EBV is known to infect B-cells and epithelial cells through the CD21 molecule. However, the molecule responsible for the entry of EBV into T-cells has not been identified, as mature T-cells do not express CD21. Thus, the mechanism responsible for the development of EBV-related mature T-cell neoplasms has not been elucidated. Immature T-cells in the thymus can transiently express CD21 during the thymocyte differentiation stage (17). A previous study showed that immature CD21-expressing T-cells were susceptible to EBV infection through CD21 in vitro (17). The T-LBL cells in our case were also positive for CD21. The PTCL-NOS cells detected in the peripheral lymph nodes were negative for CD21, as is usually the case for mature T-cell lymphomas. However, we demonstrated that both lymphomas were clonally identical.
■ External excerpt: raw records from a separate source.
//! Report CLI commands

use clap::Subcommand;

use crate::config::Settings;
use crate::display::format_share_breakdown;
use crate::error::{StrataError, StrataResult};
use crate::reports::{FundReport, OverdueReport};
use crate::services::BuildingService;
use crate::storage::Storage;

/// Report subcommands
#[derive(Subcommand)]
pub enum ReportCommands {
    /// Fund position and occupancy summary
    Summary {
        /// Building name or ID
        building: String,
    },
    /// Per-unit overdue debts from before the current calendar month
    Overdue {
        /// Building name or ID
        building: String,
        /// Compute as of this date instead of today (YYYY-MM-DD)
        #[arg(short, long)]
        date: Option<String>,
    },
    /// Per-unit share breakdown of expenses
    Shares {
        /// Building name or ID
        building: String,
        /// Limit to one expense ID
        #[arg(short, long)]
        expense: Option<String>,
    },
}

/// Handle a report command
pub fn handle_report_command(
    storage: &Storage,
    settings: &Settings,
    cmd: ReportCommands,
) -> StrataResult<()> {
    let service = BuildingService::new(storage);

    match cmd {
        ReportCommands::Summary { building } => {
            let found = service
                .find_building(&building)?
                .ok_or_else(|| StrataError::building_not_found(&building))?;

            let fund = FundReport::generate(&found);
            println!("{} ({} units)", found.name, found.units.len());
            println!("Vacant units: {}", found.vacant_unit_count());
            println!();
            print!("{}", fund.format_terminal());
        }

        ReportCommands::Overdue { building, date } => {
            let found = service
                .find_building(&building)?
                .ok_or_else(|| StrataError::building_not_found(&building))?;

            let today = match date {
                Some(s) => s.parse().map_err(|_| {
                    StrataError::Validation(format!("Invalid date: '{}'. Use YYYY-MM-DD", s))
                })?,
                None => chrono::Local::now().date_naive(),
            };

            let report = OverdueReport::generate(&found, today, settings.calendar);
            print!("{}", report.format_terminal());
        }

        ReportCommands::Shares { building, expense } => {
            let found = service
                .find_building(&building)?
                .ok_or_else(|| StrataError::building_not_found(&building))?;

            match expense {
                Some(identifier) => {
                    let expense = found
                        .expenses
                        .iter()
                        .find(|e| {
                            e.id.to_string() == identifier
                                || identifier.parse().map(|id| e.id == id).unwrap_or(false)
                        })
                        .ok_or_else(|| StrataError::expense_not_found(&identifier))?;
                    print!("{}", format_share_breakdown(&found, expense));
                }
                None => {
                    if found.expenses.is_empty() {
                        println!("No expenses found.");
                    }
                    for expense in &found.expenses {
                        print!("{}", format_share_breakdown(&found, expense));
                        println!();
                    }
                }
            }
        }
    }

    Ok(())
}
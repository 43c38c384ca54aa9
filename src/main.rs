use std::path::PathBuf;

use anyhow::Result;
use clap::{Parser, Subcommand};

use strata_ledger::cli::{
    handle_building_command, handle_expense_command, handle_export_command,
    handle_import_command, handle_report_command, handle_unit_command,
};
use strata_ledger::config::{paths::StrataPaths, settings::Settings};
use strata_ledger::models::CalendarSystem;
use strata_ledger::storage::Storage;

#[derive(Parser)]
#[command(
    name = "strata",
    version,
    about = "Building expense bookkeeping for the command line",
    long_about = "strata-ledger keeps a collection of buildings, their units, and \
                  their expense ledgers. Expenses are allocated across units with \
                  configurable distribution methods, and fund and overdue reports \
                  are derived from the ledger on demand."
)]
struct Cli {
    /// Override the data directory
    #[arg(long, global = true, env = "STRATA_DATA_DIR")]
    data_dir: Option<PathBuf>,

    #[command(subcommand)]
    command: Option<Commands>,
}

#[derive(Subcommand)]
enum Commands {
    /// Building management commands
    #[command(subcommand, alias = "bld")]
    Building(strata_ledger::cli::BuildingCommands),

    /// Unit management commands
    #[command(subcommand)]
    Unit(strata_ledger::cli::UnitCommands),

    /// Expense management commands
    #[command(subcommand, alias = "exp")]
    Expense(strata_ledger::cli::ExpenseCommands),

    /// Report commands
    #[command(subcommand)]
    Report(strata_ledger::cli::ReportCommands),

    /// Export commands
    #[command(subcommand)]
    Export(strata_ledger::cli::ExportCommands),

    /// Import commands
    #[command(subcommand)]
    Import(strata_ledger::cli::ImportCommands),

    /// Initialize the data directory
    Init,

    /// Show or change configuration
    Config {
        /// Set the calendar system (gregorian, jalali)
        #[arg(long)]
        calendar: Option<String>,
    },
}

fn main() -> Result<()> {
    let cli = Cli::parse();

    let paths = StrataPaths::resolve(cli.data_dir)?;
    let settings = Settings::load_or_create(&paths)?;

    let storage = Storage::new(paths.clone())?;
    storage.load_all()?;

    match cli.command {
        Some(Commands::Building(cmd)) => {
            handle_building_command(&storage, cmd)?;
        }
        Some(Commands::Unit(cmd)) => {
            handle_unit_command(&storage, cmd)?;
        }
        Some(Commands::Expense(cmd)) => {
            handle_expense_command(&storage, &settings, cmd)?;
        }
        Some(Commands::Report(cmd)) => {
            handle_report_command(&storage, &settings, cmd)?;
        }
        Some(Commands::Export(cmd)) => {
            handle_export_command(&storage, cmd)?;
        }
        Some(Commands::Import(cmd)) => {
            handle_import_command(&storage, cmd)?;
        }
        Some(Commands::Init) => {
            println!("Initializing strata-ledger at: {}", paths.base_dir().display());
            paths.ensure_directories()?;
            settings.save(&paths)?;
            println!("Initialization complete!");
            println!();
            println!("Create your first building:");
            println!("  strata building add \"My Building\" --units 4");
        }
        Some(Commands::Config { calendar }) => {
            let mut settings = settings;

            if let Some(value) = calendar {
                let calendar = CalendarSystem::parse(&value).ok_or_else(|| {
                    strata_ledger::StrataError::Validation(format!(
                        "Invalid calendar system: '{}'. Valid systems: gregorian, jalali",
                        value
                    ))
                })?;
                settings.calendar = calendar;
                settings.save(&paths)?;
                println!("Calendar system set to {}", settings.calendar);
                println!();
            }

            println!("strata-ledger Configuration");
            println!("===========================");
            println!("Data directory: {}", paths.base_dir().display());
            println!("Settings file:  {}", paths.settings_file().display());
            println!();
            println!("Settings:");
            println!("  Calendar:    {}", settings.calendar);
            println!("  Date format: {}", settings.date_format);
        }
        None => {
            println!("strata-ledger - Building expense bookkeeping");
            println!();
            println!("Run 'strata --help' for usage information.");
        }
    }

    Ok(())
}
Therefore, EBV was suggested to have infected the CD21-positive T-cells during the thymocyte differentiation stage, and the EBV-infected T-cells then subsequently developed into T-LBL and PTCL (Fig. 2E). Even though the PTCL cells were CD21-negative, some EBV-positive PTCL might arise from EBV-infected CD21-positive T-cells.
In conclusion, our case suggests that EBV can cause composite lymphoma involving T-LBL and PTCL. Although the molecule responsible for the entry of EBV into mature T-cells in T-cell lymphoma has not been clarified, this case suggests that EBV might infect T-cells that express CD21 during the immature stage, and CD21-negative PTCL might subsequently arise through phenotypic changes. Further investigation of the role of EBV in immature T-cell malignancies and the pathogenesis of EBV-related T-cell lymphoma is warranted.
Informed consent for the diagnostic and treatment procedures was obtained from the patient. An autopsy limited to the axillary lymph nodes and lungs was performed after receiving informed consent from the patient's family.
The authors state that they have no Conflict of Interest (COI).
Financial Support
This study was supported by a grant from JSPS KAKENHI (19K17839) to HH.